After a divorce, a person's financial situation can change dramatically. Divorcees have not only divided their assets, but their debts are also divided. And, in states with equitable division laws, such as Kentucky, this division is not always 50/50. Therefore, it is important to have some information about how various debts are treated during the property division process.
One type of debt that many individuals incur during their lifetime is medical debt. In equitable distribution states, the judge will consider a number of factors when dividing medical debt. This includes the point of time in which the medical debt was incurred -- that is, whether it was acquired during the marriage or after separation. In addition, the judge may also take into consideration whether the medical debt is deemed "necessary care."
Another common type of debt is credit card debt. If the credit card debt was incurred during the course of the marriage, it may be considered marital property and divided between both spouses, even if only one spouse is listed as the account holder. However, accounts that were created outside of the marriage in one individual's name only may be considered separate property and, therefore, the responsibility of one spouse only.
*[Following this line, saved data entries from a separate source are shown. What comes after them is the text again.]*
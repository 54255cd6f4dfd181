use quiz_core::Feedback;
use quiz_core::model::{Question, Selection};

/// What a presentation layer needs to render the question on screen.
#[derive(Debug, Clone, Copy)]
pub struct QuestionView<'a> {
    /// 1-based position in the session.
    pub position: usize,
    pub total: usize,
    pub question: &'a Question,
    pub selection: Option<&'a Selection>,
    pub feedback: Option<&'a Feedback>,
}

impl QuestionView<'_> {
    /// Header line, e.g. `Heart • mcq`.
    #[must_use]
    pub fn meta(&self) -> String {
        self.question.meta()
    }

    #[must_use]
    pub fn stem(&self) -> &str {
        self.question.stem()
    }

    /// True once feedback is shown and the advance action is enabled.
    #[must_use]
    pub fn can_advance(&self) -> bool {
        self.feedback.is_some()
    }

    /// Steps the user has picked so far, in order, for chain questions.
    #[must_use]
    pub fn picked_steps(&self) -> Vec<&str> {
        let steps = self.question.steps();
        self.selection
            .map(Selection::picked)
            .unwrap_or_default()
            .iter()
            .filter_map(|&i| steps.get(i).map(String::as_str))
            .collect()
    }
}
Finally, let's take a look at one other common type of debt -- mortgages. Mortgages usually represent a huge part of a person's debt, and, accordingly, there are a number of ways in which it may be divided. In some cases, the mortgage will be granted to the spouse who retains primary child custody, so that the child can stay in the family home. In other cases, the spouse with the highest income may be granted the mortgage. As discussed last week, there are several factors each spouse will want to consider when deciding if they want to fight for the marital home.
Medical debt, credit card debt and mortgages are only three types of debts married couples may incur. However, how these debts are divided can have a huge impact on an individual's financial circumstances post-divorce. Having a good understanding of how debts are treated during property division in Kentucky can be one way for each spouse to ensure that the property -- and debt -- division process is equitable.